Figure 3 : Profil sismique sur le delta du Rhône et son interprétation géologique. On observe, sur cette image de la partie supérieure du delta, trois types (ou faciès) de dépôts sédimentaires. Ils ont été déposés par le Rhône dont les variations d’activité au cours du temps s’enregistrent ainsi dans le delta. Dans la couche inférieure, on relève la présence possible de gaz due à l’activité biologique de micro-organismes.
La sismique 3D

Les profils sismiques tels que ceux du delta du Rhône ne donnent une vision du sous-sol que selon deux directions: la profondeur et la distance le long du profil. Maren Scheidhauer, dans le cadre de son travail de doctorat, également supervisé par le Professeur Marillier, a mis au point un système permettant d’obtenir des images sismiques en trois dimensions. Elle a ainsi mis en évidence la présence de plusieurs failles affectant la molasse sous le lac au large de Lausanne (Fig. 3).

Figure 4 : Cube sismique 3D obtenu par l’Institut de géophysique de l’UNIL sur le Lac Léman au large de Lausanne. Le nouveau système utilise trois câbles sismiques parallèles pour ce type d’acquisition. Cette image montre, sous le fond de l’eau, la présence de sédiments quaternaires et de molasse, cette dernière étant affectée par des failles (en noir). L’échelle verticale en millisecondes correspond approximativement à une échelle en mètres (500 ms = ~ 500 m).

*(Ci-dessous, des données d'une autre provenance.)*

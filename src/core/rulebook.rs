//! Rulebook task location.
//!
//! A task's governance record lives either in the active area
//! (`rulebook/tasks/<id>`) or, once finalized, in the archive area under a
//! date-prefixed name (`rulebook/tasks/archive/<date>-<id>`). Never both.

use crate::core::branch::TaskId;
use crate::core::error::PreflightError;
use crate::core::repo::RepositoryContext;
use std::fmt;
use std::fs;
use std::path::{Path, PathBuf};
use tracing::debug;

#[derive(Debug, Clone, Copy, PartialEq, Eq)]
pub enum TaskLocationKind {
    Active,
    Archive,
}

impl fmt::Display for TaskLocationKind {
    fn fmt(&self, f: &mut fmt::Formatter<'_>) -> fmt::Result {
        match self {
            Self::Active => write!(f, "active"),
            Self::Archive => write!(f, "archive"),
        }
    }
}

/// Where a task's directory was found.
#[derive(Debug, Clone, PartialEq, Eq)]
pub struct TaskLocation {
    pub kind: TaskLocationKind,
    pub path: PathBuf,
}

impl TaskLocation {
    /// Archived tasks are finalized and skip registry validation.
    pub fn needs_registry_validation(&self) -> bool {
        self.kind == TaskLocationKind::Active
    }
}

/// Archive directories whose name is `<anything>-<task_id>`, sorted by name.
fn archived_matches(archive_dir: &Path, task_id: &TaskId) -> Result<Vec<PathBuf>, PreflightError> {
    if !archive_dir.is_dir() {
        return Ok(Vec::new());
    }

    let suffix = format!("-{}", task_id);
    let mut matches = Vec::new();
    for entry in fs::read_dir(archive_dir).map_err(PreflightError::IoError)? {
        let entry = entry.map_err(PreflightError::IoError)?;
        let path = entry.path();
        if !path.is_dir() {
            continue;
        }
        let name = entry.file_name();
        let Some(name) = name.to_str() else {
            continue;
        };
        if name.len() > suffix.len() && name.ends_with(&suffix) {
            matches.push(path);
        }
    }
    matches.sort();
    Ok(matches)
}

/// Resolve the single governance directory for `task_id`.
pub fn resolve_task_location(
    ctx: &RepositoryContext,
    task_id: &TaskId,
) -> Result<TaskLocation, PreflightError> {
    let active_dir = ctx.rulebook_tasks_dir().join(task_id.as_str());
    let active = active_dir.is_dir();
    let archived = archived_matches(&ctx.rulebook_archive_dir(), task_id)?;
    debug!(
        task_id = %task_id,
        active,
        archived = archived.len(),
        "resolving rulebook task location"
    );

    match (active, archived.as_slice()) {
        (false, []) => Err(PreflightError::MissingArtifact(format!(
            "[RULEBOOK] required task dir missing: {} (also not found in {})",
            active_dir.display(),
            ctx.rulebook_archive_dir().display()
        ))),
        (true, []) => Ok(TaskLocation {
            kind: TaskLocationKind::Active,
            path: active_dir,
        }),
        (false, [archive_dir]) => Ok(TaskLocation {
            kind: TaskLocationKind::Archive,
            path: archive_dir.clone(),
        }),
        (false, many) => Err(PreflightError::ConsistencyViolation(format!(
            "[RULEBOOK] task {} archived more than once: {}",
            task_id,
            many.iter()
                .map(|p| p.display().to_string())
                .collect::<Vec<_>>()
                .join(", ")
        ))),
        (true, [archive_dir, ..]) => Err(PreflightError::ConsistencyViolation(format!(
            "[RULEBOOK] task is both active and archived: {} and {}",
            active_dir.display(),
            archive_dir.display()
        ))),
    }
}
//! Operator-facing output for the gate.
//!
//! Progress goes to stdout; the single failure line goes to stderr.

use colored::Colorize;

/// `== Title ==`, preceded by a blank line except for the first section.
pub fn section(title: &str, first: bool) {
    if !first {
        println!();
    }
    println!("{}", format!("== {} ==", title).bold());
}

pub fn skip(what: &str, reason: &str) {
    println!("{}", format!("(skip) {}: {}", what, reason).dimmed());
}

pub fn note(message: &str) {
    println!("{} {}", "▸".bright_cyan(), message);
}

pub fn success(message: &str) {
    println!("{} {}", "✓".bright_green(), message.bright_green());
}

/// Join the non-empty lines of `message`; text within a line is untouched.
pub fn single_line(message: &str) -> String {
    message
        .lines()
        .map(str::trim)
        .filter(|l| !l.is_empty())
        .collect::<Vec<_>>()
        .join(" ")
}

/// The failure line: exactly one line on stderr, message otherwise verbatim.
pub fn failure_line(message: &str) -> String {
    format!("PRE-FLIGHT FAILED: {}", single_line(message))
}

Figure 4 : Cube sismique 3D obtenu par l’Institut de géophysique de l’UNIL sur le Lac Léman au large de Lausanne. Le nouveau système utilise trois câbles sismiques parallèles pour ce type d’acquisition. Cette image montre, sous le fond de l’eau, la présence de sédiments quaternaires et de molasse, cette dernière étant affectée par des failles (en noir). L’échelle verticale en millisecondes correspond approximativement à une échelle en mètres (500 ms = ~ 500 m).